● **What is needed**
Each entry below is to be copied verbatim.

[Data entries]
· · · · ·
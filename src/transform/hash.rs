//! Cryptographic hash transformers (non-reversible).
//!
//! Hashes cannot be inverted, so they only exist on the needle side: the
//! searcher pre-computes `hash(value)` and looks for the digest bytes (or
//! a further-encoded form of them) in the haystack.
//!
//! Trackers sometimes salt the value (`md5("prefix" + id)`) or truncate
//! the digest; both are supported through the constructors.

use async_trait::async_trait;
use md5::Md5;
use sha1::Sha1;
use sha2::{Digest, Sha256, Sha512};

use super::Transformer;

/// The supported digest algorithms.
#[derive(Debug, Clone, Copy, PartialEq, Eq)]
pub enum HashAlgorithm {
    Md5,
    Sha1,
    Sha256,
    Sha512,
}

impl HashAlgorithm {
    fn name(&self) -> &'static str {
        match self {
            HashAlgorithm::Md5 => "md5",
            HashAlgorithm::Sha1 => "sha1",
            HashAlgorithm::Sha256 => "sha256",
            HashAlgorithm::Sha512 => "sha512",
        }
    }
}

/// A non-reversible hash transformer.
///
/// `encodings` yields exactly one buffer: the raw digest of
/// `prefix || value || suffix`, optionally truncated.
#[derive(Debug, Clone)]
pub struct HashTransformer {
    algorithm: HashAlgorithm,
    prefix: Vec<u8>,
    suffix: Vec<u8>,
    truncate: Option<usize>,
}

impl HashTransformer {
    /// Creates a plain hash transformer for `algorithm`.
    pub fn new(algorithm: HashAlgorithm) -> Self {
        Self {
            algorithm,
            prefix: Vec::new(),
            suffix: Vec::new(),
            truncate: None,
        }
    }

    /// Creates a salted variant: the digest is computed over
    /// `prefix || value || suffix`.
    pub fn with_affixes(algorithm: HashAlgorithm, prefix: Vec<u8>, suffix: Vec<u8>) -> Self {
        Self {
            algorithm,
            prefix,
            suffix,
            truncate: None,
        }
    }

    /// Creates a variant whose digest is truncated to `n_bytes`. The
    /// identity becomes `"<alg>/<n_bytes>"`.
    pub fn truncated(algorithm: HashAlgorithm, n_bytes: usize) -> Self {
        Self {
            algorithm,
            prefix: Vec::new(),
            suffix: Vec::new(),
            truncate: Some(n_bytes),
        }
    }

    fn digest_with<D: Digest>(&self, value: &[u8]) -> Vec<u8> {
        let mut hasher = D::new();
        hasher.update(&self.prefix);
        hasher.update(value);
        hasher.update(&self.suffix);
        hasher.finalize().to_vec()
    }

    fn digest(&self, value: &[u8]) -> Vec<u8> {
        let mut out = match self.algorithm {
            HashAlgorithm::Md5 => self.digest_with::<Md5>(value),
            HashAlgorithm::Sha1 => self.digest_with::<Sha1>(value),
            HashAlgorithm::Sha256 => self.digest_with::<Sha256>(value),
            HashAlgorithm::Sha512 => self.digest_with::<Sha512>(value),
        };
        if let Some(n) = self.truncate {
            out.truncate(n);
        }
        out
    }
}

#[async_trait]
impl Transformer for HashTransformer {
    fn id(&self) -> String {
        match self.truncate {
            Some(n) => format!("{}/{}", self.algorithm.name(), n),
            None => self.algorithm.name().to_string(),
        }
    }

    fn reversible(&self) -> bool {
        false
    }

    fn encodings(&self, value: &[u8]) -> Option<Vec<Vec<u8>>> {
        Some(vec![self.digest(value)])
    }
}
· · · · ·
● **Answer section**
filename src/transform/hash.rs
//! Cryptographic hash transformers (non-reversible).
//!
//! Hashes cannot be inverted, so they only exist on the needle side: the
//! searcher pre-computes `hash(value)` and looks for the digest bytes (or
//! a further-encoded form of them) in the haystack.
//!
//! Trackers sometimes salt the value (`md5("prefix" + id)`) or truncate
//! the digest; both are supported through the constructors.

use async_trait::async_trait;
use md5::Md5;
use sha1::Sha1;
use sha2::{Digest, Sha256, Sha512};

use super::Transformer;

/// The supported digest algorithms.
#[derive(Debug, Clone, Copy, PartialEq, Eq)]
pub enum HashAlgorithm {
    Md5,
    Sha1,
    Sha256,
    Sha512,
}

impl HashAlgorithm {
    fn name(&self) -> &'static str {
        match self {
            HashAlgorithm::Md5 => "md5",
            HashAlgorithm::Sha1 => "sha1",
            HashAlgorithm::Sha256 => "sha256",
            HashAlgorithm::Sha512 => "sha512",
        }
    }
}

/// A non-reversible hash transformer.
///
/// `encodings` yields exactly one buffer: the raw digest of
/// `prefix || value || suffix`, optionally truncated.
#[derive(Debug, Clone)]
pub struct HashTransformer {
    algorithm: HashAlgorithm,
    prefix: Vec<u8>,
    suffix: Vec<u8>,
    truncate: Option<usize>,
}

impl HashTransformer {
    /// Creates a plain hash transformer for `algorithm`.
    pub fn new(algorithm: HashAlgorithm) -> Self {
        Self {
            algorithm,
            prefix: Vec::new(),
            suffix: Vec::new(),
            truncate: None,
        }
    }

    /// Creates a salted variant: the digest is computed over
    /// `prefix || value || suffix`.
    pub fn with_affixes(algorithm: HashAlgorithm, prefix: Vec<u8>, suffix: Vec<u8>) -> Self {
        Self {
            algorithm,
            prefix,
            suffix,
            truncate: None,
        }
    }

    /// Creates a variant whose digest is truncated to `n_bytes`. The
    /// identity becomes `"<alg>/<n_bytes>"`.
    pub fn truncated(algorithm: HashAlgorithm, n_bytes: usize) -> Self {
        Self {
            algorithm,
            prefix: Vec::new(),
            suffix: Vec::new(),
            truncate: Some(n_bytes),
        }
    }

    fn digest_with<D: Digest>(&self, value: &[u8]) -> Vec<u8> {
        let mut hasher = D::new();
        hasher.update(&self.prefix);
        hasher.update(value);
        hasher.update(&self.suffix);
        hasher.finalize().to_vec()
    }

    fn digest(&self, value: &[u8]) -> Vec<u8> {
        let mut out = match self.algorithm {
            HashAlgorithm::Md5 => self.digest_with::<Md5>(value),
            HashAlgorithm::Sha1 => self.digest_with::<Sha1>(value),
            HashAlgorithm::Sha256 => self.digest_with::<Sha256>(value),
            HashAlgorithm::Sha512 => self.digest_with::<Sha512>(value),
        };
        if let Some(n) = self.truncate {
            out.truncate(n);
        }
        out
    }
}

#[async_trait]
impl Transformer for HashTransformer {
    fn id(&self) -> String {
        match self.truncate {
            Some(n) => format!("{}/{}", self.algorithm.name(), n),
            None => self.algorithm.name().to_string(),
        }
    }

    fn reversible(&self) -> bool {
        false
    }

    fn encodings(&self, value: &[u8]) -> Option<Vec<Vec<u8>>> {
        Some(vec![self.digest(value)])
    }
}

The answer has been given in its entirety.